Greek life isn’t what it used to be on college campuses anymore. Fraternities and sororities are gaining more respect as they try to mold responsible young leaders and lose the image of being nothing more than drinking clubs. College administrations have also taken note with their zero tolerance policies on underage drinking and hazing practices of late. This has often been an area that schools have treaded lightly on as some Greek members have been of legal age and houses are often an off-campus property.

Last year, University of California-Berkeley took a tougher stance. They made it a firm policy that all fraternity/sorority sponsored activities must be alcohol-free for everyone, and that even included off campus events. Some chapters have even adopted the policy of providing mandatory transportation to and from the event (as a type of lock-in) so that members are not tempted to go somewhere else afterwards.

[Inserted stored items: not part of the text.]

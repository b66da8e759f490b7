use crate::github;

/// Errors that stop the program before the pipeline runs
#[derive(Debug, thiserror::Error)]
pub enum TriggerError {
    #[error("Configuration error: {0}")]
    Config(#[from] ConfigError),

    #[error("GitHub client error: {0}")]
    Client(#[from] github::Error),
}

/// Problems found while reading configuration from the environment
#[derive(Debug, thiserror::Error)]
pub enum ConfigError {
    #[error("required environment variable {0} is not set")]
    Missing(&'static str),

    #[error("invalid value for {var}: {reason}")]
    Invalid { var: &'static str, reason: String },

    #[error("invalid value for {var}: {source}")]
    InvalidName {
        var: &'static str,
        #[source]
        source: NameError,
    },
}

impl ConfigError {
    /// The environment variable the error refers to
    pub fn var(&self) -> &'static str {
        match self {
            ConfigError::Missing(var)
            | ConfigError::Invalid { var, .. }
            | ConfigError::InvalidName { var, .. } => var,
        }
    }
}

/// Why a repository or ref name was rejected
#[derive(Debug, Clone, PartialEq, Eq, thiserror::Error)]
pub enum NameError {
    #[error("'{0}' is not in owner/name form")]
    NotOwnerName(String),

    #[error("'{0}' has an empty owner or name")]
    EmptyPart(String),

    #[error("ref name is empty")]
    EmptyRef,

    #[error("'{0}' contains whitespace")]
    Whitespace(String),

    #[error("'{0}' contains '..'")]
    DoubleDot(String),

    #[error("'{0}' starts or ends with '/'")]
    EdgeSlash(String),
}

/// Listing commits of the source repository failed
#[derive(Debug, thiserror::Error)]
#[error("failed to fetch commits from {repo}: {source}")]
pub struct FetchError {
    pub repo: String,
    #[source]
    pub source: github::Error,
}

/// Triggering the workflow on the target repository failed
#[derive(Debug, thiserror::Error)]
#[error("failed to dispatch workflow {workflow} on {repo}: {source}")]
pub struct DispatchError {
    pub repo: String,
    pub workflow: String,
    #[source]
    pub source: github::Error,
}

/// Helper type for Results that use TriggerError
pub type Result<T> = std::result::Result<T, TriggerError>;
use chrono::{DateTime, Utc};
use serde::{Deserialize, Serialize};
use uuid::Uuid;

/// Maximum size for a logged response body before truncation (4KB)
pub const MAX_RESPONSE_LOG_SIZE: usize = 4 * 1024;

/// Where a run currently is. Every run ends in one of the terminal states.
#[derive(Debug, Clone, Copy, Serialize, Deserialize, PartialEq, Eq)]
#[serde(rename_all = "snake_case")]
pub enum RunStatus {
    Idle,
    Fetching,
    NoMatch,
    Matched,
    Dispatching,
    Dispatched,
    DispatchFailed,
    DryRun,
}

impl RunStatus {
    pub fn is_terminal(self) -> bool {
        matches!(
            self,
            RunStatus::NoMatch | RunStatus::Dispatched | RunStatus::DispatchFailed | RunStatus::DryRun
        )
    }

    fn can_move_to(self, next: RunStatus) -> bool {
        use RunStatus::*;
        matches!(
            (self, next),
            (Idle, Fetching)
                | (Fetching, NoMatch)
                | (Fetching, Matched)
                | (Matched, Dispatching)
                | (Matched, DryRun)
                | (Dispatching, Dispatched)
                | (Dispatching, DispatchFailed)
        )
    }
}

/// One invocation of the fetch / match / dispatch sequence
#[derive(Debug, Clone, Serialize, Deserialize)]
pub struct Run {
    pub id: String,
    pub status: RunStatus,
    pub started_at: DateTime<Utc>,
    pub completed_at: Option<DateTime<Utc>>,
    pub commits_seen: usize,
    pub fetch_error: Option<String>,
    pub matched_sha: Option<String>,
    pub tag: Option<String>,
    pub response: Option<String>,
    pub error: Option<String>,
}

impl Run {
    /// Create a new run in Idle status
    pub fn new() -> Self {
        Self {
            id: Uuid::now_v7().to_string(),
            status: RunStatus::Idle,
            started_at: Utc::now(),
            completed_at: None,
            commits_seen: 0,
            fetch_error: None,
            matched_sha: None,
            tag: None,
            response: None,
            error: None,
        }
    }

    pub fn mark_fetching(&mut self) {
        self.transition(RunStatus::Fetching);
    }

    /// Fetch failed; the run continues as if no commits were seen
    pub fn mark_fetch_failed(&mut self, error: String) {
        self.fetch_error = Some(error);
        self.transition(RunStatus::NoMatch);
    }

    pub fn mark_no_match(&mut self, commits_seen: usize) {
        self.commits_seen = commits_seen;
        self.transition(RunStatus::NoMatch);
    }

    pub fn mark_matched(&mut self, commits_seen: usize, sha: Option<String>, tag: String) {
        self.commits_seen = commits_seen;
        self.matched_sha = sha;
        self.tag = Some(tag);
        self.transition(RunStatus::Matched);
    }

    pub fn mark_dispatching(&mut self) {
        self.transition(RunStatus::Dispatching);
    }

    pub fn mark_dry_run(&mut self) {
        self.transition(RunStatus::DryRun);
    }

    /// Mark dispatch as successful with the response body (truncates if too large)
    pub fn mark_dispatched(&mut self, mut response: String) {
        if response.len() > MAX_RESPONSE_LOG_SIZE {
            let mut cut = MAX_RESPONSE_LOG_SIZE;
            while !response.is_char_boundary(cut) {
                cut -= 1;
            }
            response.truncate(cut);
            response.push_str("... (truncated)");
        }
        self.response = Some(response);
        self.transition(RunStatus::Dispatched);
    }

    pub fn mark_dispatch_failed(&mut self, error: String) {
        self.error = Some(error);
        self.transition(RunStatus::DispatchFailed);
    }

    fn transition(&mut self, next: RunStatus) {
        debug_assert!(
            self.status.can_move_to(next),
            "invalid run transition {:?} -> {:?}",
            self.status,
            next
        );
        self.status = next;
        if next.is_terminal() {
            self.completed_at = Some(Utc::now());
        }
    }
}

impl Default for Run {
    fn default() -> Self {
        Self::new()
    }
}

What else is going on in the Greek community across American college campuses? Both of my college students have often remarked that the bonding and friendships made during those first few months of school and continuing through graduation will last forever. Imagine starting out at a new place where you don’t know anyone. Feeling like you are a part of something can give a student a real sense of purpose while navigating the maze of college living. Cooperative living teaches responsible life skills while also saving money on housing. On average, academic performance of Greek students is higher than their classmates. Scholarships are also available for merit worthy students. Many students in fraternities and sororities attend mandatory nightly study tables at their own houses and have friendly GPA competitions with rival houses. Members join together in performing widespread community service in and around their campuses.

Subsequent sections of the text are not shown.